- Mastigophorene A
- (–)-N-Acetylallocolchinol
Atropisomers are stereoisomers arising because of hindered rotation about a single bond, where energy differences due to steric strain or other contributors create a barrier to rotation that is high enough to allow for isolation of individual rotamers. [1] [2] They occur naturally and are of occasional importance in pharmaceutical design. [3] When the substituents are achiral, these conformers are enantiomers (atropoenantiomers), showing axial chirality; otherwise they are diastereomers (atropodiastereomers). [1]
The word atropisomer (Greek : ἄτροπος, atropos , meaning "not to be turned") was coined in application to a theoretical concept by German biochemist Richard Kuhn for Karl Freudenberg's seminal Stereochemie volume in 1933. [4] Atropisomerism was first experimentally detected in a tetra substituted biphenyl, a diacid, by George Christie and James Kenner in 1922. [5] Michinori Ōki further refined the definition of atropisomers taking into account the temperature-dependence associated with the interconversion of conformers, specifying that atropisomers interconvert with a half-life of at least 1000 seconds at a given temperature, corresponding to an energy barrier of 93 kJ mol−1 (22 kcal mol −1) at 300 K (27 °C). [6] [7]

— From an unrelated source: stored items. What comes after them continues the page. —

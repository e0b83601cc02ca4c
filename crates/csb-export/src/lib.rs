pub mod contracts;
pub mod executor;
pub mod report;
pub mod svg;

pub use contracts::*;
pub use executor::*;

The stability of individual atropisomers is conferred by the repulsive interactions that inhibit rotation. Both the steric bulk and, in principle, the length and rigidity of the bond connecting the two subunits contribute. [1] [7] Commonly, atropisomerism is studied by dynamic nuclear magnetic resonance spectroscopy, since atropisomerism is a form of fluxionality. [7] Inferences from theory and results of reaction outcomes and yields also contribute. [8]

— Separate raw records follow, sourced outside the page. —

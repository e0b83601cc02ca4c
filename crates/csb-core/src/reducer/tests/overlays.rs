use super::*;
use crate::guides;
use pretty_assertions::assert_eq;

#[test]
fn tab_cycle_persists_mode() {
    let mut state = state();
    let effects = user(&mut state, UserAction::NextTab);
    assert_eq!(state.routing.tab, AppTab::Dominant);
    assert_persists(&effects, PersistScope::Mode);

    user(&mut state, UserAction::PrevTab);
    user(&mut state, UserAction::PrevTab);
    assert_eq!(state.routing.tab, AppTab::BalconyBasement);

    assert!(user(&mut state, UserAction::SelectTab(AppTab::BalconyBasement)).is_empty());
}

#[test]
fn overlays_open_and_close() {
    let mut state = state();
    user(&mut state, UserAction::OpenInvest);
    assert_eq!(state.interaction.overlay, Overlay::Invest);
    user(&mut state, UserAction::ShowHelp);
    assert_eq!(state.interaction.overlay, Overlay::Help);
    user(&mut state, UserAction::OpenThemeDetail(ThemeKey::Input));
    assert_eq!(
        state.interaction.overlay,
        Overlay::ThemeDetail(ThemeKey::Input)
    );
    let effects = user(&mut state, UserAction::CloseOverlay);
    assert_eq!(effects, vec![CsbEffect::RequestFrame]);
    assert_eq!(state.interaction.overlay, Overlay::None);
}

#[test]
fn picker_keys_do_nothing_without_picker() {
    let mut state = state();
    assert!(user(&mut state, UserAction::PickerQueryInput('a')).is_empty());
    assert!(user(&mut state, UserAction::PickerMoveDown).is_empty());
    assert!(user(&mut state, UserAction::PickerSubmit).is_empty());
}

#[test]
fn explore_draws_four_distinct_prompts_from_the_bank() {
    let bank = guides::coaching_questions(ThemeKey::Learner);
    let prompts = draw_prompts(ThemeKey::Learner, 11);
    assert_eq!(prompts.len(), 4.min(bank.len()));
    for prompt in &prompts {
        assert!(bank.contains(prompt));
    }
    let mut unique = prompts.clone();
    unique.sort_unstable();
    unique.dedup();
    assert_eq!(unique.len(), prompts.len());
    assert_eq!(draw_prompts(ThemeKey::Learner, 11), prompts);
}

#[test]
fn refresh_redraws_for_the_same_theme() {
    let mut state = state();
    user(
        &mut state,
        UserAction::OpenExplore {
            key: ThemeKey::Learner,
            seed: 1,
        },
    );
    user(&mut state, UserAction::RefreshExplore { seed: 2 });
    match &state.interaction.overlay {
        Overlay::Explore { key, prompts } => {
            assert_eq!(*key, ThemeKey::Learner);
            assert_eq!(prompts, &draw_prompts(ThemeKey::Learner, 2));
        }
        other => panic!("unexpected overlay {other:?}"),
    }
}

#[test]
fn starring_a_prompt_persists_favourites() {
    let mut state = state();
    user(
        &mut state,
        UserAction::OpenExplore {
            key: ThemeKey::Relator,
            seed: 3,
        },
    );
    let first = draw_prompts(ThemeKey::Relator, 3)[0];

    let effects = user(&mut state, UserAction::ToggleFavourite(0));
    assert_persists(&effects, PersistScope::Favourites);
    assert!(state.favourites.is_starred(ThemeKey::Relator, first));

    user(&mut state, UserAction::ToggleFavourite(0));
    assert!(!state.favourites.is_starred(ThemeKey::Relator, first));

    assert!(user(&mut state, UserAction::ToggleFavourite(40)).is_empty());
}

Atropisomers exhibit axial chirality (planar chirality). When the barrier to racemization is high, as illustrated by the BINAP ligands, the phenomenon becomes of practical value in asymmetric synthesis. Methaqualone, the anxiolytic and hypnotic-sedative, is a classical example of a drug molecule that exhibits the phenomenon of atropisomerism. [9]
Most examples of atropisomerism focus on derivatives or analogues of biphenyl. Some acylic systems, such as amides and especially thioamides, also exhibit the phenomenon owing to the partial double bond character of the C-N bonds in these systems. [10]
Determining the axial stereochemistry of biaryl atropisomers can be accomplished through the use of a Newman projection along the axis of hindered rotation. The ortho, and in some cases meta substituents are first assigned priority based on Cahn–Ingold–Prelog priority rules. One scheme of nomenclature in based on envisioning the helicity defined by these groups. [11] Starting with the substituent of highest priority in the closest ring and moving along the shortest path to the substituent of highest priority in the other ring, the absolute configuration is assigned P or Δ for clockwise and M or Λ for counterclockwise. [1] Alternately, all four groups can be ranked by Cahn–Ingold–Prelog priority rules, with overall priority given to the two groups on the "front" atom of the Newman projection. The two configurations determined in this way are termed Ra and Sa, in analogy to the traditional R/S for a traditional tetrahedral stereocenter. [12]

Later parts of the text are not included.